** Aim of the task **
Every line from the one containing "account is missing" to the end of the listing below should be transcribed exactly, and no line outside that span should appear.
++++++++
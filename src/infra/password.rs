//! bcrypt password hashing on the blocking thread pool.

use async_trait::async_trait;

use crate::domain::{AppError, PasswordHasher};

pub struct BcryptHasher {
    cost: u32,
    /// Hash of a throwaway value, verified against when the account is missing
    dummy_hash: String,
}

impl BcryptHasher {
    pub fn new(cost: u32) -> Result<Self, AppError> {
        let dummy_hash = bcrypt::non_truncating_hash("dummy-password-for-timing", cost)?;
        Ok(Self { cost, dummy_hash })
    }

    #[must_use]
    pub fn cost(&self) -> u32 {
        self.cost
    }
}

async fn blocking<T, F>(f: F) -> Result<T, AppError>
where
    F: FnOnce() -> Result<T, bcrypt::BcryptError> + Send + 'static,
    T: Send + 'static,
{
    tokio::task::spawn_blocking(f)
        .await
        .map_err(|e| AppError::Internal(format!("hashing task failed: {e}")))?
        .map_err(AppError::from)
}

#[async_trait]
impl PasswordHasher for BcryptHasher {
    async fn hash(&self, plain: &str) -> Result<String, AppError> {
        let plain = plain.to_owned();
        let cost = self.cost;
        blocking(move || bcrypt::non_truncating_hash(plain, cost)).await
    }

    async fn verify(&self, plain: &str, hash: &str) -> Result<bool, AppError> {
        let plain = plain.to_owned();
        let hash = hash.to_owned();
        // Input past 72 bytes can never match a hash this service produced
        blocking(move || match bcrypt::non_truncating_verify(plain, &hash) {
            Err(bcrypt::BcryptError::Truncation(_)) => Ok(false),
            other => other,
        })
        .await
    }

    async fn verify_dummy(&self, plain: &str) -> Result<(), AppError> {
        self.verify(plain, &self.dummy_hash).await.map(|_| ())
    }
}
++++++++
** Output **
    /// Hash of a throwaway value, verified against when the account is missing
    dummy_hash: String,
}

impl BcryptHasher {
    pub fn new(cost: u32) -> Result<Self, AppError> {
        let dummy_hash = bcrypt::non_truncating_hash("dummy-password-for-timing", cost)?;
        Ok(Self { cost, dummy_hash })
    }

    #[must_use]
    pub fn cost(&self) -> u32 {
        self.cost
    }
}

async fn blocking<T, F>(f: F) -> Result<T, AppError>
where
    F: FnOnce() -> Result<T, bcrypt::BcryptError> + Send + 'static,
    T: Send + 'static,
{
    tokio::task::spawn_blocking(f)
        .await
        .map_err(|e| AppError::Internal(format!("hashing task failed: {e}")))?
        .map_err(AppError::from)
}

#[async_trait]
impl PasswordHasher for BcryptHasher {
    async fn hash(&self, plain: &str) -> Result<String, AppError> {
        let plain = plain.to_owned();
        let cost = self.cost;
        blocking(move || bcrypt::non_truncating_hash(plain, cost)).await
    }

    async fn verify(&self, plain: &str, hash: &str) -> Result<bool, AppError> {
        let plain = plain.to_owned();
        let hash = hash.to_owned();
        // Input past 72 bytes can never match a hash this service produced
        blocking(move || match bcrypt::non_truncating_verify(plain, &hash) {
            Err(bcrypt::BcryptError::Truncation(_)) => Ok(false),
            other => other,
        })
        .await
    }

    async fn verify_dummy(&self, plain: &str) -> Result<(), AppError> {
        self.verify(plain, &self.dummy_hash).await.map(|_| ())
    }
}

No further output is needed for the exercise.